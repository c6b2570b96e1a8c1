//! Catalog of the symbols a clinician can place on the chart.
//!
//! The table is read-only once built and is handed by reference to the
//! renderer and the editor, so a localized or recolored table can replace
//! [`Taxonomy::standard`] without touching either.

use serde::{Deserialize, Serialize};

use crate::error::ChartError;
use crate::model::Finding;

#[derive(Debug, Clone, Copy, PartialEq, Eq, Hash, Serialize, Deserialize)]
#[serde(rename_all = "lowercase")]
pub enum Category {
    Pathology,
    Treatment,
}

/// A selectable finding.
#[derive(Debug, Clone, PartialEq, Eq, Serialize, Deserialize)]
pub struct Symbol {
    pub id: String,
    pub label: String,
    pub category: Category,
    pub color: String,
    /// Short literal shown on the palette button.
    pub glyph: String,
    /// Abbreviation drawn inside a zone carrying this finding.
    #[serde(default, skip_serializing_if = "Option::is_none")]
    pub zone_mark: Option<String>,
}

#[derive(Debug, Clone, PartialEq, Eq, Serialize, Deserialize)]
pub struct Taxonomy {
    pub pathology_color: String,
    pub treatment_color: String,
    pub symbols: Vec<Symbol>,
}

pub const PATHOLOGY_COLOR: &str = "#d32f2f";
pub const TREATMENT_COLOR: &str = "#1565c0";

impl Taxonomy {
    /// The 4 pathology and 9 treatment findings of the standard chart.
    pub fn standard() -> Self {
        use Category::*;

        #[rustfmt::skip]
        let entries: [(Finding, &str, Category, &str, Option<&str>); 13] = [
            (Finding::Caries,         "Caries",                    Pathology, "●", None),
            (Finding::SellanteNec,    "Sellante necesario",        Pathology, "S", Some("S")),
            (Finding::ExtraccionInd,  "Extracción indicada",       Pathology, "X", None),
            (Finding::Endodoncia,     "Endodoncia necesaria",      Pathology, "▲", None),
            (Finding::Obturacion,     "Obturación",                Treatment, "●", None),
            (Finding::Sellante,       "Sellante realizado",        Treatment, "S", Some("S")),
            (Finding::PerdidaCaries,  "Pérdida por caries",        Treatment, "X", None),
            (Finding::PerdidaOtra,    "Pérdida por otra causa",    Treatment, "—", Some("PO")),
            (Finding::EndodonciaReal, "Endodoncia realizada",      Treatment, "▲", None),
            (Finding::Corona,         "Corona",                    Treatment, "○", None),
            (Finding::Fija,           "Prótesis fija",             Treatment, "[—]", Some("PF")),
            (Finding::Removible,      "Prótesis removible",        Treatment, "[- -]", Some("PR")),
            (Finding::ProtTotal,      "Prótesis total",            Treatment, "[==]", Some("PT")),
        ];

        let symbols = entries
            .into_iter()
            .map(|(finding, label, category, glyph, zone_mark)| Symbol {
                id: finding.id().to_string(),
                label: label.to_string(),
                category,
                color: match category {
                    Pathology => PATHOLOGY_COLOR.to_string(),
                    Treatment => TREATMENT_COLOR.to_string(),
                },
                glyph: glyph.to_string(),
                zone_mark: zone_mark.map(str::to_string),
            })
            .collect();

        Self {
            pathology_color: PATHOLOGY_COLOR.to_string(),
            treatment_color: TREATMENT_COLOR.to_string(),
            symbols,
        }
    }

    /// Load an alternate table, e.g. with localized labels.
    pub fn from_json(json: &str) -> Result<Self, ChartError> {
        Ok(serde_json::from_str(json)?)
    }

    pub fn get(&self, id: &str) -> Option<&Symbol> {
        self.symbols.iter().find(|s| s.id == id)
    }

    pub fn contains(&self, id: &str) -> bool {
        self.get(id).is_some()
    }

    pub fn color_of(&self, id: &str) -> Option<&str> {
        self.get(id).map(|s| s.color.as_str())
    }

    pub fn category_color(&self, category: Category) -> &str {
        match category {
            Category::Pathology => &self.pathology_color,
            Category::Treatment => &self.treatment_color,
        }
    }

    pub fn in_category(&self, category: Category) -> impl Iterator<Item = &Symbol> + '_ {
        self.symbols.iter().filter(move |s| s.category == category)
    }
}

impl Default for Taxonomy {
    fn default() -> Self {
        Self::standard()
    }
}

#[cfg(test)]
mod tests {
    use super::*;

    #[test]
    fn standard_partitions() {
        let taxonomy = Taxonomy::standard();
        assert_eq!(taxonomy.in_category(Category::Pathology).count(), 4);
        assert_eq!(taxonomy.in_category(Category::Treatment).count(), 9);
        for symbol in &taxonomy.symbols {
            assert!(Finding::from_id(&symbol.id).is_some(), "{} is not a known finding", symbol.id);
        }
    }

    #[test]
    fn unknown_id_has_no_color() {
        let taxonomy = Taxonomy::standard();
        assert_eq!(taxonomy.color_of("caries"), Some(PATHOLOGY_COLOR));
        assert_eq!(taxonomy.color_of("ausente"), None);
        assert_eq!(taxonomy.color_of("fluorosis"), None);
    }

    #[test]
    fn relabelled_table_loads_from_json() {
        let mut table = Taxonomy::standard();
        table.symbols[0].label = "Decay".into();
        let json = serde_json::to_string(&table).unwrap();
        let loaded = Taxonomy::from_json(&json).unwrap();
        assert_eq!(loaded.get("caries").unwrap().label, "Decay");
    }
}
============================================================
> **WHAT IS NEEDED**
Search the material above for the word "Serialize", then copy out each line that has it.

> **SOLUTION FOR THIS PROBLEM**
use serde::{Deserialize, Serialize};
#[derive(Debug, Clone, Copy, PartialEq, Eq, Hash, Serialize, Deserialize)]
#[derive(Debug, Clone, PartialEq, Eq, Serialize, Deserialize)]
#[derive(Debug, Clone, PartialEq, Eq, Serialize, Deserialize)]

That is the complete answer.